Catastrophic risk management: stochastic model to calculate the loss index trigger for catastrophe bonds (Cat bonds)

Abstract

This paper develops a stochastic model to calculate the loss index trigger for catastrophe bonds (Cat bonds) as alternative instruments for the management of major insured risks, such as natural catastrophe risks. The underlying loss index of catastrophe bonds is the aggregate catastrophe losses reported before the end of certain period. The catastrophe severity is defined as the sum of two random variables; the reported loss amount and incurred-but-not-yet-reported loss amount, and the central hypothesis is that the latter decreases proportionally to a linearly increasing function up to a certain time and constant thereafter, called the mixed claim reporting rate. To account for randomness in the reporting process, the claim reporting rate is considered to follow a Wiener process (geometric Brownian motion). The validity of the proposed model is evaluated by estimating its parameters using machine learning techniques (specifically, evolutionary strategies, ES).
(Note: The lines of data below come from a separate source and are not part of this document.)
//! Operation counters
//!
//! Lock-free counters bumped once per engine operation. A rejected
//! operation is one that returned an error; it changed nothing.

use serde::{Deserialize, Serialize};
use std::sync::atomic::{AtomicU64, Ordering};

/// Live counters owned by an engine
#[derive(Debug, Default)]
pub struct EngineMetrics {
    committed: AtomicU64,
    rejected: AtomicU64,
}

impl EngineMetrics {
    /// Create zeroed counters
    pub fn new() -> Self {
        Self::default()
    }

    /// Count a successful operation
    #[inline]
    pub fn record_commit(&self) {
        self.committed.fetch_add(1, Ordering::Relaxed);
    }

    /// Count a failed operation
    #[inline]
    pub fn record_reject(&self) {
        self.rejected.fetch_add(1, Ordering::Relaxed);
    }

    /// Read the counters
    ///
    /// The two counters are read independently; under concurrent load the
    /// snapshot is approximate.
    pub fn snapshot(&self) -> MetricsSnapshot {
        let committed = self.committed.load(Ordering::Relaxed);
        let rejected = self.rejected.load(Ordering::Relaxed);
        let operations = committed + rejected;
        MetricsSnapshot {
            operations_committed: committed,
            operations_rejected: rejected,
            operations,
            commit_rate: if operations == 0 {
                1.0
            } else {
                committed as f64 / operations as f64
            },
        }
    }
}

/// Point-in-time copy of [`EngineMetrics`]
#[derive(Debug, Clone, PartialEq, Serialize, Deserialize)]
pub struct MetricsSnapshot {
    /// Operations that succeeded
    pub operations_committed: u64,
    /// Operations that failed without effect
    pub operations_rejected: u64,
    /// Total operations (commits + rejections)
    pub operations: u64,
    /// Commit success rate (0.0 - 1.0); 1.0 before any operation
    pub commit_rate: f64,
}
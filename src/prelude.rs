//! Convenient imports for the bookstore
//!
//! ```ignore
//! use bookstore::prelude::*;
//!
//! let store = BookStore::builder().global_lock().build();
//! store.stock_manager().add_books(vec![StockRecord::new(1, "Title", "Author", 9.5, 3)])?;
//! ```

// Main entry point
pub use crate::store::{BookStore, BookStoreBuilder};

// Error handling
pub use crate::error::{Error, Result};
pub use bookstore_core::StoreError;

// Capabilities
pub use bookstore_engine::{StockManager, Storefront};

// Data model
pub use bookstore_core::{Book, BookCopy, BookRating, EditorPick, Isbn, StockRecord};

// Configuration
pub use bookstore_concurrency::LockStrategy;
pub use bookstore_engine::StoreConfig;
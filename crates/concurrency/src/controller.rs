//! The locking strategy seam
//!
//! A [`Controller`] owns the catalog and is the only path to it. Engine
//! operations are written once against this trait; which locks are taken,
//! and how finely, is the controller's business.

use crate::batch::BatchKeys;
use crate::strategy::LockStrategy;
use bookstore_core::{Result, StockRecord};

/// Lock-acquisition protocol over the catalog
///
/// # Contract
///
/// - Every method holds the locks it needs for its full duration and
///   releases them before returning.
/// - Batch methods hand records to the callback in ascending ISBN order,
///   matching `keys`.
/// - Batch methods fail with `NotFound` before the callback runs if any
///   ISBN in `keys` is absent.
/// - A `write_batch` callback that returns `Err` must not have mutated any
///   record. Callbacks check everything first and mutate last.
/// - Callbacks must not call back into the controller.
pub trait Controller: Send + Sync {
    /// Which strategy this controller implements
    fn strategy(&self) -> LockStrategy;

    /// Insert new records under exclusive access to the key set
    ///
    /// Returns the number inserted. See `Catalog::add_books` for the
    /// failure rules.
    fn add_books(&self, records: Vec<StockRecord>) -> Result<usize>;

    /// Clear the catalog under exclusive access to the key set
    ///
    /// Returns the number of records removed. Never fails.
    fn remove_all_books(&self) -> usize;

    /// Run `f` over a consistent view of the records named by `keys`
    fn read_batch<R, F>(&self, keys: &BatchKeys, f: F) -> Result<R>
    where
        F: FnOnce(&[&StockRecord]) -> Result<R>;

    /// Run `f` with exclusive access to the records named by `keys`
    fn write_batch<R, F>(&self, keys: &BatchKeys, f: F) -> Result<R>
    where
        F: FnOnce(&mut [&mut StockRecord]) -> Result<R>;

    /// Run `f` over a consistent view of every record
    fn read_all<R, F>(&self, f: F) -> R
    where
        F: FnOnce(&[&StockRecord]) -> R;

    /// Number of records currently in the catalog
    fn record_count(&self) -> usize;
}
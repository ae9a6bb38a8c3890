//! Store engine for the bookstore
//!
//! The operation set (add, buy, restock, edit picks, rate, read) is written
//! once against [`Controller`](bookstore_concurrency::Controller); callers do
//! not know which locking strategy is plugged in.
//!
//! - [`StoreEngine`]: the operations, validate-all then apply-all
//! - [`StockManager`] / [`Storefront`]: the two capability surfaces
//! - [`StoreConfig`] / [`StoreBuilder`]: strategy and sampling configuration
//! - [`EngineMetrics`]: committed/rejected operation counters

#![warn(missing_docs)]
#![warn(clippy::all)]

pub mod api;
pub mod config;
pub mod engine;
pub mod metrics;

pub use api::{StockManager, Storefront};
pub use config::{ConfigError, StoreBuilder, StoreConfig};
pub use engine::{BookStoreEngine, StoreEngine};
pub use metrics::{EngineMetrics, MetricsSnapshot};
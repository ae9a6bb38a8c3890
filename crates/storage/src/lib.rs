//! Storage layer for the bookstore
//!
//! This crate implements the catalog, the single shared representation both
//! concurrency strategies operate on:
//! - Catalog: FxHashMap from ISBN to a record slot, no locking of its own
//! - RecordSlot: what a map entry holds (a bare record, or a record behind
//!   its own lock for two-level locking)
//! - Add-all validation that never partially applies a batch

#![warn(missing_docs)]
#![warn(clippy::all)]

pub mod catalog;
pub mod slot;

pub use catalog::Catalog;
pub use slot::{RecordLock, RecordSlot};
ES search for the best value of mixed claim reporting rate and the volatility that minimize the error for several catastrophes. The goodness of fit is tested for a sample of floods occurring in different Spanish regions susceptible to this type of catastrophes. The results shows that the model accurately captures the uneven behavior of the claim reporting process over time and therefore correctly describes the catastrophic claims reporting process. The model proposed in this paper allows for an easy calculation of catastrophic loss indexes, thus facilitating the pricing of loss index-triggered Cat bonds. This translates into better catastrophe risk management for both insurance and reinsurance companies, as well as for those companies that diversify their portfolios with this type of financial instruments. The relative simplicity of the presented model also facilitates parameter estimation and simulation. In this work, the application of evolutionary strategy techniques allows the optimization of the parameter values by optimizing the cumulative square error.